Problem requirements: With the line that contains "self.cancel = token;" as the final line, return every line from the start of the data below exactly.

━━━

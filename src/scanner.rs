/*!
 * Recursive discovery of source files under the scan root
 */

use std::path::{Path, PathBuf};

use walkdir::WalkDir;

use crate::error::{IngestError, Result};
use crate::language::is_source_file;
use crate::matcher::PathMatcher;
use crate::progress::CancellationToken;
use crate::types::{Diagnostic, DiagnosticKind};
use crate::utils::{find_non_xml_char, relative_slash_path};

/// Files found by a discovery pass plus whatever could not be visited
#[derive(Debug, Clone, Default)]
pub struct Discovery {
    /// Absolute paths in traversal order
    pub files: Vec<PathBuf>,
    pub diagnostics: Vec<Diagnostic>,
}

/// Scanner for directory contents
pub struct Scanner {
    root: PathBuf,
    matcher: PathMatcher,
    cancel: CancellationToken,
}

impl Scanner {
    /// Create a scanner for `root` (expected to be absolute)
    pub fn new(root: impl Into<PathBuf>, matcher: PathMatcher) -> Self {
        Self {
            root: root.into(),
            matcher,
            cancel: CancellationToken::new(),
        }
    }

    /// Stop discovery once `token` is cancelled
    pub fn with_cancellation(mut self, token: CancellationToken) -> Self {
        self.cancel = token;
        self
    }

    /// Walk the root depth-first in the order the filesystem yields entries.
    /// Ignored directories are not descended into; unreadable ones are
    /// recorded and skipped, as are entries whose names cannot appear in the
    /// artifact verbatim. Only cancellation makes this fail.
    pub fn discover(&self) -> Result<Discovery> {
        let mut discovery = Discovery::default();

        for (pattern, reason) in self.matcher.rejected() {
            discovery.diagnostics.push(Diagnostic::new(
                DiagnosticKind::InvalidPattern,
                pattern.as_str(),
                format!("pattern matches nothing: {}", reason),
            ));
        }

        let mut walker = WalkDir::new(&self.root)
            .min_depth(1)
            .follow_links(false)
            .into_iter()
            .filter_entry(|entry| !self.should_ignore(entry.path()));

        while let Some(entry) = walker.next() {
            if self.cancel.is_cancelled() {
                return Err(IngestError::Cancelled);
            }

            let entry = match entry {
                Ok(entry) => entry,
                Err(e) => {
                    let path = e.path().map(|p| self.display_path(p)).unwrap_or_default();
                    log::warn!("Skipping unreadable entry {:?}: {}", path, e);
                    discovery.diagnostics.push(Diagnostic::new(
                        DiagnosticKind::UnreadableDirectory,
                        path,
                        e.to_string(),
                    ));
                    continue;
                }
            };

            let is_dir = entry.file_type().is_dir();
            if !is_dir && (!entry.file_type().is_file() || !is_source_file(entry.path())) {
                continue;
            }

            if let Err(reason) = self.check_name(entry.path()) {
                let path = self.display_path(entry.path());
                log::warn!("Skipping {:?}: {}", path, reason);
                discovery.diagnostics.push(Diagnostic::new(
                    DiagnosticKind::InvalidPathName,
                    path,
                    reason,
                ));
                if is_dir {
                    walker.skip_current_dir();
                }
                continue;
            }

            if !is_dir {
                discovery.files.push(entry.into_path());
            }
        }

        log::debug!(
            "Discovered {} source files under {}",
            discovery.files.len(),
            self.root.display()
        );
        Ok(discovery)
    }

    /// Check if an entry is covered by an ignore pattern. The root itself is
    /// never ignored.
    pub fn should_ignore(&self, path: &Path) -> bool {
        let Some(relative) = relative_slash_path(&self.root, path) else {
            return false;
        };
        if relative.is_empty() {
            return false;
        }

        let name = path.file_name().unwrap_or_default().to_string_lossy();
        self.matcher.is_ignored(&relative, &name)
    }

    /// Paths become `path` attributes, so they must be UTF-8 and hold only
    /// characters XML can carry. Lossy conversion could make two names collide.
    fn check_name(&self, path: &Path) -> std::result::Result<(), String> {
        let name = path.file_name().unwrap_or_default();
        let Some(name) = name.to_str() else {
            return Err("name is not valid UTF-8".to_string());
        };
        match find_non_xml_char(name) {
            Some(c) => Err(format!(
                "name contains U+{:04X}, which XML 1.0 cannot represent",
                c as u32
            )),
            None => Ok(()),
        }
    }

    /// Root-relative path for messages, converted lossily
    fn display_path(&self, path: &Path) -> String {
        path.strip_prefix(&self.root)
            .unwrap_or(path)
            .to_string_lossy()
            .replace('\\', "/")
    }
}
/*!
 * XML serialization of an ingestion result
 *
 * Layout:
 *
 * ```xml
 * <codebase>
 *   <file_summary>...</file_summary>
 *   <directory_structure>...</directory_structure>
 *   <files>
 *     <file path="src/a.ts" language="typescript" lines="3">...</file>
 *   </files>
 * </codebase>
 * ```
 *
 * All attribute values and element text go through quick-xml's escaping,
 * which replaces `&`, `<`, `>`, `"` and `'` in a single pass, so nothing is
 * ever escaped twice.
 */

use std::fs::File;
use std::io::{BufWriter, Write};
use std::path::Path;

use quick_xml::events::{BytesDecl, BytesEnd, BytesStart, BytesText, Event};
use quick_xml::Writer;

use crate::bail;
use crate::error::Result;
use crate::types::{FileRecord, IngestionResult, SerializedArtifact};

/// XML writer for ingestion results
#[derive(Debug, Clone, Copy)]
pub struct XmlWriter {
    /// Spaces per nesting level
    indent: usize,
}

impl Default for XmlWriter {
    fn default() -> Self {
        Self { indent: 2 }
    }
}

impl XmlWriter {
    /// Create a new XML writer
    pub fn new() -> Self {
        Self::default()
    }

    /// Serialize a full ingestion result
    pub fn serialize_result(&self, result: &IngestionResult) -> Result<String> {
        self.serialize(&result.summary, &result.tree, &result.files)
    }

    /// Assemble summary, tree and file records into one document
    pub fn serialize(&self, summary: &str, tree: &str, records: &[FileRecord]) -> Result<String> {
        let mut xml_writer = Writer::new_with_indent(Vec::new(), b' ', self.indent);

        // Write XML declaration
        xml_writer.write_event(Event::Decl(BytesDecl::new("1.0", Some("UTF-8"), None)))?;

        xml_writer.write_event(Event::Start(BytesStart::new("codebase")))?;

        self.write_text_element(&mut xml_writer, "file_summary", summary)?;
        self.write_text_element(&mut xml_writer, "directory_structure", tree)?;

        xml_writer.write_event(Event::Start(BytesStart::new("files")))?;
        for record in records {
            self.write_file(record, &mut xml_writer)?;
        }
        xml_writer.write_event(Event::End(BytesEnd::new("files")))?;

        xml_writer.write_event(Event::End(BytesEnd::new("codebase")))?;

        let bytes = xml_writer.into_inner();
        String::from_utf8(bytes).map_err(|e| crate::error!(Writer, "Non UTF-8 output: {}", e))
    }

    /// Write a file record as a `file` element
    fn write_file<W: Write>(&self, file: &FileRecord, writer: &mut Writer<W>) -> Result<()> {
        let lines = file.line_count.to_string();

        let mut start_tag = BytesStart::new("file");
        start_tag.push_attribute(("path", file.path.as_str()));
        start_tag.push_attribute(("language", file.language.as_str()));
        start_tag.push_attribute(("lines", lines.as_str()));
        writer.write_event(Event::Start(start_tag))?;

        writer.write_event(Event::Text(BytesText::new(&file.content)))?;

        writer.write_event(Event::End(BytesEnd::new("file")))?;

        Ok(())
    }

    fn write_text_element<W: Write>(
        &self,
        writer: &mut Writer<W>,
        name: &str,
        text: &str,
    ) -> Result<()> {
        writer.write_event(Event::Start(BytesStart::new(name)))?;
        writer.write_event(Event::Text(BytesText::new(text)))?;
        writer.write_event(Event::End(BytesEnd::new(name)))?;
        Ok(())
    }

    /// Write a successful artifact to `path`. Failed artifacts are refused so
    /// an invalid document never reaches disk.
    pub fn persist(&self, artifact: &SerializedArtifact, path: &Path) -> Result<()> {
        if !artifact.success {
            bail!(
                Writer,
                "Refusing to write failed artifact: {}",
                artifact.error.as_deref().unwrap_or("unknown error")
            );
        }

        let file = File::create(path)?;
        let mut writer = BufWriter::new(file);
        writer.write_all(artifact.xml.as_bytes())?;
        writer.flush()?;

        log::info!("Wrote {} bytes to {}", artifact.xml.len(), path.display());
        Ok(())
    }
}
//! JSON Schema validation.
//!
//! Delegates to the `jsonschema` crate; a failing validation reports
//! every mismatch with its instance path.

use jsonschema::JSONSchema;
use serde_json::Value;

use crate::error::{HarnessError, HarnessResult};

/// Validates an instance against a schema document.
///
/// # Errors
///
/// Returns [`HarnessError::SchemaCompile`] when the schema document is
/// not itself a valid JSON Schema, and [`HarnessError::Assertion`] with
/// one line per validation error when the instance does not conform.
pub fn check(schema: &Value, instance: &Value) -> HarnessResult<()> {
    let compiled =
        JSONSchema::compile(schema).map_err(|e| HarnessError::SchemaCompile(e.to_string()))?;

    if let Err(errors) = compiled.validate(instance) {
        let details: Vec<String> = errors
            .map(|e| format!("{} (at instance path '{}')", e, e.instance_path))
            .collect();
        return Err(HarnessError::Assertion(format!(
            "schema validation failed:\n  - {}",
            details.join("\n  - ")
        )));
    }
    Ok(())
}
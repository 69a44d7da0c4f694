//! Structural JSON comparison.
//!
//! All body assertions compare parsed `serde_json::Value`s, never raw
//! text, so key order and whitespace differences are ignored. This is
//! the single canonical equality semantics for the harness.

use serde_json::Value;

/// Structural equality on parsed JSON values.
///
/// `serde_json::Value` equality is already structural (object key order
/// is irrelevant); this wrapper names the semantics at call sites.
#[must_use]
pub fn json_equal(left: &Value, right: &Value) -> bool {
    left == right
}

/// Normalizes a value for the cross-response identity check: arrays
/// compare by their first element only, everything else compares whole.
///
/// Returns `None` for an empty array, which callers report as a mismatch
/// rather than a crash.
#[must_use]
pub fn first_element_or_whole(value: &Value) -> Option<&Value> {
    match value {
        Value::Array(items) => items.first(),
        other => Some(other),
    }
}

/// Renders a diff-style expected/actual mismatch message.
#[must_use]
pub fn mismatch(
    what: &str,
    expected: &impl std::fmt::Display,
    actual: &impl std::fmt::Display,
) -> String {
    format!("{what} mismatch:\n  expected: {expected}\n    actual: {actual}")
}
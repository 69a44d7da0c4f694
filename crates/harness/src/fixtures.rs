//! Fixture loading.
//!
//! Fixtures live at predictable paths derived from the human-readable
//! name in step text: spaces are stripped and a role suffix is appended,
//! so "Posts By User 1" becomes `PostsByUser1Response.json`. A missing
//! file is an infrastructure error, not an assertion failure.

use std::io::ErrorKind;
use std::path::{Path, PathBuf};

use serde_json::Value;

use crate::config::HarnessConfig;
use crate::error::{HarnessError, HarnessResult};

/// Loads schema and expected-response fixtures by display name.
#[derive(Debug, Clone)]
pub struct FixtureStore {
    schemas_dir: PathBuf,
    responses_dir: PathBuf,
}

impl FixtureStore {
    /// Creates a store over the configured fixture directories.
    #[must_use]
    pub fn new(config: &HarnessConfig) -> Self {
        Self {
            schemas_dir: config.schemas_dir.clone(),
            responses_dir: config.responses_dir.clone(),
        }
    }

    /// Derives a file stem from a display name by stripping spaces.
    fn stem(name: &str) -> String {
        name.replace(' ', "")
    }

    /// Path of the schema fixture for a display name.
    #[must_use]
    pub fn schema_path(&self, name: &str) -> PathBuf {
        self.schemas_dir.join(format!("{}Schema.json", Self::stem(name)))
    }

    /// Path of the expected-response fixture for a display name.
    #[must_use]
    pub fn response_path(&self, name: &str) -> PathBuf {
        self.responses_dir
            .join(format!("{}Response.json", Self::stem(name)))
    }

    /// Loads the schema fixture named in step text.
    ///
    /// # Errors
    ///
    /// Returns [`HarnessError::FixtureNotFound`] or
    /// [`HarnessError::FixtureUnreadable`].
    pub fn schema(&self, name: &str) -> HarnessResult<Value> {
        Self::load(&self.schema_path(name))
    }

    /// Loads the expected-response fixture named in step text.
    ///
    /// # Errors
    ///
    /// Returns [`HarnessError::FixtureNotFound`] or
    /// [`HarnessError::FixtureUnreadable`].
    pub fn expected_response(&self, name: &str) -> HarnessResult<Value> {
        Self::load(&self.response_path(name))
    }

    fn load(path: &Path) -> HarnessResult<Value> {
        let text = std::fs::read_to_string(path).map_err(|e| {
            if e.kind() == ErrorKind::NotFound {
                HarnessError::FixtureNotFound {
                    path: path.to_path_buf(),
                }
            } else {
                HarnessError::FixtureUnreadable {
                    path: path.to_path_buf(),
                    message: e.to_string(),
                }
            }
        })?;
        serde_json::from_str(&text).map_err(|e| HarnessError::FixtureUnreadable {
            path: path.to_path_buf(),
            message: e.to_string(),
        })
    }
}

━━━

Response to the exercise:
filename src/scanner.rs
/*!
 * Recursive discovery of source files under the scan root
 */

use std::path::{Path, PathBuf};

use walkdir::WalkDir;

use crate::error::{IngestError, Result};
use crate::language::is_source_file;
use crate::matcher::PathMatcher;
use crate::progress::CancellationToken;
use crate::types::{Diagnostic, DiagnosticKind};
use crate::utils::{find_non_xml_char, relative_slash_path};

/// Files found by a discovery pass plus whatever could not be visited
#[derive(Debug, Clone, Default)]
pub struct Discovery {
    /// Absolute paths in traversal order
    pub files: Vec<PathBuf>,
    pub diagnostics: Vec<Diagnostic>,
}

/// Scanner for directory contents
pub struct Scanner {
    root: PathBuf,
    matcher: PathMatcher,
    cancel: CancellationToken,
}

impl Scanner {
    /// Create a scanner for `root` (expected to be absolute)
    pub fn new(root: impl Into<PathBuf>, matcher: PathMatcher) -> Self {
        Self {
            root: root.into(),
            matcher,
            cancel: CancellationToken::new(),
        }
    }

    /// Stop discovery once `token` is cancelled
    pub fn with_cancellation(mut self, token: CancellationToken) -> Self {
        self.cancel = token;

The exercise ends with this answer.